The emergency medical services (EMS) and emergency department (ED) staff encounter diverse disease presentations. Admissions to hospital are primarily through the ED and therefore reflects an important entry point into the acute care chain with the hospital environment. It is known that the correct (suspected) diagnosis by EMS personnel can speed up the diagnostic and therapeutic processes at the ED. [1] On the other hand, an incorrect preliminary diagnosis from EMS can have negative effects on patient outcomes, leading to increased frequency of intensive care unit (ICU) admissions, prolonged ED and hospital stays, as well as higher mortality rates. [2,3,4] Therefore, the preliminary diagnosis by EMS should be correct.
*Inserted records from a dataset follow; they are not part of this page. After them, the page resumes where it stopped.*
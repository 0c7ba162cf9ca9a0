//! State Store Adapter (C7, §4.7): the minimal durability contract the rest
//! of the system depends on, plus a file-per-session implementation.
//!
//! Writes are crash-safe via temp-file + atomic rename (§6 "a partial write
//! must never yield a non-parseable blob"), favoring simple, dependency-light
//! persistence over an embedded database when the contract is this small.

use crate::error::CoreError;
use crate::models::{LearnedThresholds, SessionId};
use async_trait::async_trait;
use serde::{Deserialize, Serialize};
use std::path::{Path, PathBuf};
use tokio::fs;
use tracing::{info, warn};

/// One entry in a session's append-only checkpoint log (§4.7 `appendCheckpoint`).
#[derive(Debug, Clone, Serialize, Deserialize)]
pub struct CheckpointRecord {
    pub created_at: u64,
    pub utilization_at_checkpoint: f64,
    pub kind: String,
    pub note: Option<String>,
}

/// Durable shape written by `putSession` — deliberately independent of the
/// live `SessionRecord` so the wire/disk format doesn't shift every time an
/// in-memory-only field is added.
#[derive(Debug, Clone, Serialize, Deserialize)]
pub struct SessionBlob {
    pub session_id: String,
    pub project_id: String,
    pub model: Option<String>,
    pub current_tokens: u64,
    pub window_size: u64,
    pub operations: u64,
    pub checkpoints: u64,
    pub compaction_saves: u64,
    pub status: String,
    pub saved_at: u64,
}

/// The contract in §4.7. Any engine satisfying these operations is
/// acceptable; this crate ships a file-per-session implementation.
#[async_trait]
pub trait StateStore: Send + Sync {
    async fn put_session(&self, session_id: &SessionId, blob: &SessionBlob) -> Result<(), CoreError>;
    async fn get_session(&self, session_id: &SessionId) -> Result<Option<SessionBlob>, CoreError>;
    async fn append_checkpoint(
        &self,
        session_id: &SessionId,
        record: &CheckpointRecord,
    ) -> Result<(), CoreError>;
    async fn put_thresholds(
        &self,
        session_id: &SessionId,
        thresholds: &LearnedThresholds,
    ) -> Result<(), CoreError>;
    async fn get_thresholds(&self, session_id: &SessionId) -> Result<Option<LearnedThresholds>, CoreError>;
    /// Blobs quarantined because they failed to parse (§6).
    async fn list_quarantined(&self) -> Result<Vec<String>, CoreError>;
    async fn close(&self) -> Result<(), CoreError>;
}

/// File-per-session implementation: one directory tree containing a blob,
/// a thresholds file, and an append-only checkpoint log per session (§6
/// "Persisted state layout").
pub struct FileStateStore {
    root: PathBuf,
}

impl FileStateStore {
    pub async fn new(root: impl Into<PathBuf>) -> Result<Self, CoreError> {
        let root = root.into();
        fs::create_dir_all(&root).await?;
        fs::create_dir_all(root.join("sessions")).await?;
        fs::create_dir_all(root.join("thresholds")).await?;
        fs::create_dir_all(root.join("checkpoints")).await?;
        fs::create_dir_all(root.join("quarantine")).await?;
        Ok(Self { root })
    }

    fn session_path(&self, session_id: &SessionId) -> PathBuf {
        self.root.join("sessions").join(format!("{session_id}.json"))
    }

    fn thresholds_path(&self, session_id: &SessionId) -> PathBuf {
        self.root
            .join("thresholds")
            .join(format!("{session_id}.json"))
    }

    fn checkpoints_path(&self, session_id: &SessionId) -> PathBuf {
        self.root
            .join("checkpoints")
            .join(format!("{session_id}.jsonl"))
    }

    /// Write-temp + rename: the rename is atomic on the same filesystem, so
    /// a crash mid-write leaves either the old blob or nothing, never a
    /// truncated one (§6).
    async fn atomic_write(path: &Path, contents: &[u8]) -> Result<(), CoreError> {
        let tmp_path = path.with_extension("tmp");
        fs::write(&tmp_path, contents).await?;
        fs::rename(&tmp_path, path).await?;
        Ok(())
    }

    async fn quarantine(&self, path: &Path, session_id: &str) -> Result<(), CoreError> {
        let ts = crate::models::now_millis();
        let dest = self
            .root
            .join("quarantine")
            .join(format!("{session_id}.corrupt.{ts}"));
        warn!(session_id, dest = %dest.display(), "quarantining corrupt blob");
        if fs::rename(path, &dest).await.is_err() {
            // Source may already be gone; not fatal to quarantining.
        }
        Ok(())
    }
}

#[async_trait]
impl StateStore for FileStateStore {
    async fn put_session(&self, session_id: &SessionId, blob: &SessionBlob) -> Result<(), CoreError> {
        let path = self.session_path(session_id);
        let contents = serde_json::to_vec_pretty(blob)?;
        Self::atomic_write(&path, &contents).await?;
        info!(session_id = %session_id, "session blob persisted");
        Ok(())
    }

    async fn get_session(&self, session_id: &SessionId) -> Result<Option<SessionBlob>, CoreError> {
        let path = self.session_path(session_id);
        match fs::read(&path).await {
            Ok(bytes) => match serde_json::from_slice(&bytes) {
                Ok(blob) => Ok(Some(blob)),
                Err(e) => {
                    self.quarantine(&path, session_id.as_str()).await?;
                    warn!(session_id = %session_id, error = %e, "corrupt session blob quarantined");
                    Ok(None)
                }
            },
            Err(e) if e.kind() == std::io::ErrorKind::NotFound => Ok(None),
            Err(e) => Err(CoreError::Io(e)),
        }
    }

    async fn append_checkpoint(
        &self,
        session_id: &SessionId,
        record: &CheckpointRecord,
    ) -> Result<(), CoreError> {
        use tokio::io::AsyncWriteExt;
        let path = self.checkpoints_path(session_id);
        let mut line = serde_json::to_vec(record)?;
        line.push(b'\n');
        let mut file = fs::OpenOptions::new()
            .create(true)
            .append(true)
            .open(&path)
            .await?;
        file.write_all(&line).await?;
        file.flush().await?;
        Ok(())
    }

    async fn put_thresholds(
        &self,
        session_id: &SessionId,
        thresholds: &LearnedThresholds,
    ) -> Result<(), CoreError> {
        let path = self.thresholds_path(session_id);
        let contents = serde_json::to_vec_pretty(thresholds)?;
        Self::atomic_write(&path, &contents).await
    }

    async fn get_thresholds(&self, session_id: &SessionId) -> Result<Option<LearnedThresholds>, CoreError> {
        let path = self.thresholds_path(session_id);
        match fs::read(&path).await {
            Ok(bytes) => match serde_json::from_slice(&bytes) {
                Ok(t) => Ok(Some(t)),
                Err(e) => {
                    self.quarantine(&path, session_id.as_str()).await?;
                    warn!(session_id = %session_id, error = %e, "corrupt thresholds blob quarantined");
                    Ok(None)
                }
            },
            Err(e) if e.kind() == std::io::ErrorKind::NotFound => Ok(None),
            Err(e) => Err(CoreError::Io(e)),
        }
    }

    async fn list_quarantined(&self) -> Result<Vec<String>, CoreError> {
        let mut out = Vec::new();
        let mut entries = fs::read_dir(self.root.join("quarantine")).await?;
        while let Some(entry) = entries.next_entry().await? {
            out.push(entry.file_name().to_string_lossy().into_owned());
        }
        Ok(out)
    }

    async fn close(&self) -> Result<(), CoreError> {
        Ok(())
    }
}

#[cfg(test)]
mod tests {
    use super::*;

    #[tokio::test]
    async fn put_then_get_session_roundtrips() {
        let dir = tempfile::tempdir().unwrap();
        let store = FileStateStore::new(dir.path()).await.unwrap();
        let id: SessionId = "s-1".into();
        let blob = SessionBlob {
            session_id: "s-1".into(),
            project_id: "p".into(),
            model: None,
            current_tokens: 1000,
            window_size: 200_000,
            operations: 1,
            checkpoints: 0,
            compaction_saves: 0,
            status: "active".into(),
            saved_at: 0,
        };
        store.put_session(&id, &blob).await.unwrap();
        let loaded = store.get_session(&id).await.unwrap().unwrap();
        assert_eq!(loaded.current_tokens, 1000);
    }

    #[tokio::test]
    async fn get_session_missing_returns_none() {
        let dir = tempfile::tempdir().unwrap();
        let store = FileStateStore::new(dir.path()).await.unwrap();
        assert!(store.get_session(&"nope".into()).await.unwrap().is_none());
    }

    #[tokio::test]
    async fn corrupt_blob_is_quarantined_and_reads_as_none() {
        let dir = tempfile::tempdir().unwrap();
        let store = FileStateStore::new(dir.path()).await.unwrap();
        let id: SessionId = "s-2".into();
        let path = store.session_path(&id);
        fs::write(&path, b"{not valid json").await.unwrap();

        let result = store.get_session(&id).await.unwrap();
        assert!(result.is_none());
        assert!(!path.exists());
        let quarantined = store.list_quarantined().await.unwrap();
        assert_eq!(quarantined.len(), 1);
    }

    #[tokio::test]
    async fn checkpoint_log_is_append_only() {
        let dir = tempfile::tempdir().unwrap();
        let store = FileStateStore::new(dir.path()).await.unwrap();
        let id: SessionId = "s-3".into();
        let record = CheckpointRecord {
            created_at: 0,
            utilization_at_checkpoint: 0.75,
            kind: "checkpoint-recommended".into(),
            note: None,
        };
        store.append_checkpoint(&id, &record).await.unwrap();
        store.append_checkpoint(&id, &record).await.unwrap();

        let contents = fs::read_to_string(store.checkpoints_path(&id)).await.unwrap();
        assert_eq!(contents.lines().count(), 2);
    }

    #[tokio::test]
    async fn thresholds_roundtrip() {
        let dir = tempfile::tempdir().unwrap();
        let store = FileStateStore::new(dir.path()).await.unwrap();
        let id: SessionId = "s-4".into();
        let thresholds = LearnedThresholds::default();
        store.put_thresholds(&id, &thresholds).await.unwrap();
        let loaded = store.get_thresholds(&id).await.unwrap().unwrap();
        assert_eq!(loaded.checkpoint_threshold, thresholds.checkpoint_threshold);
    }
}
Previous studies examined the accuracy of preliminary diagnoses made by EMS compared to the discharge diagnoses in the ED. These studies have reported overall accuracies ranging from 61 to 77%. [5, 6] However, the accuracy varied depending on the type of disease. [5,6,7,8] For instance, Koivulahti et al. reported rates of agreement in categories such as mental health and intoxication (86%), cerebral strokes (81%), respiratory emergencies (58%), and infectious diseases (31%). [5] Similar levels of agreement have been documented for respiratory emergencies in other studies. [7] However, some categories, such as cerebral strokes and mental health problems, have variable outcomes in terms of diagnostic accuracy in comparable research. [6]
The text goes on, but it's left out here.